I Maruja seguono le proprie regole: il concerto in Santeria a Milano

Si sono fatti attendere, ma alla fine ne è valsa la pena: dopo il live annullato lo scorso novembre, i Maruja sono finalmente sbarcati a Milano. Una parola per descriverli? Devastanti. Harry Wilkinson e soci hanno travolto la Santeria Toscana con una tale foga da rimanere storditi. Già dalla primissima Bloodsport si aprono i primi moshpit, mentre sul palco i quattro inglesi ci danno dentro come se non ci fosse un domani. Una grande bandiera della Palestina viene esposta sul palco e non poteva essere diversamente, dato che il loro album d'esordio Pain to Power è stato ispirato proprio dal genocidio palestinese, come ci ha raccontato lo stesso frontman nella nostra intervista.

Harry Wilkinson, frontman dei Maruja, canta in Santeria Toscana a Milano, 2026
Maruja, Harry Wilkinson, in concerto in Santeria Toscana, Milano, 2026 | Credits: Maria Laura Arturi

La musica dei Maruja ti può arrivare in faccia come uno schiaffo o come una carezza ("sta mano pò esse fero e pò esse piuma" direbbe Verdone): una continua montagna russa, fatta di momenti dove si poga e si fa crowd surfing, ad altri decisamente più introspettivi, guidati sempre dal sax di Joe Carroll (che per l'occasione sfoggia una maglia tarocca dell'Inter che, al posto dello sponsor Pirelli, ha scritto Palestine con lo stesso font). A più riprese il pubblico viene fomentato a cantare a squarciagola "Palestina Libera!" e più volte Wilkinson fa riferimento all'importanza della comunità e della soliderità in tempi bui come quelli che stiamo vivendo.

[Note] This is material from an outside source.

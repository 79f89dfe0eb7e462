//! Game implementations.

pub mod rps;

I Maruja live in Santeria Toscana per il primo concerto in Italia
Maruja in concerto in Santeria Toscana, Milano, 2026 | Credits: Maria Laura Arturi

Noise rock che sfocia quasi nel metal, rap e alt jazz: la musica dei Maruja non segue una logica prestabilita, è un flusso di coscienza che segue le proprie regole, senza guardare in faccia nessuno. Un'ora e mezza di concerto con "soli" 10 pezzi in scaletta, ma non stupisce conoscendo la durata media di un loro brano qualsiasi. C'è spazio anche per qualche brano degli EP precedenti, come The Invisible Man e Thunder, mentre ovviamente non mancano tutti i pezzi principali del loro album d'esordio, fra cui Look Down on Us, Saoirse e Break The Tension.

Il live si chiude sulle note di Resisting Resistance: le luci si accendono, la band sta per scendere dal palco, ma Wilkinson ci ripensa e si rituffa in un ultimo crowsurfing per un ultimo abbraccio corale. La rabbia dei Maruja, dopotutto, è solo una grandissima espressione d'amore.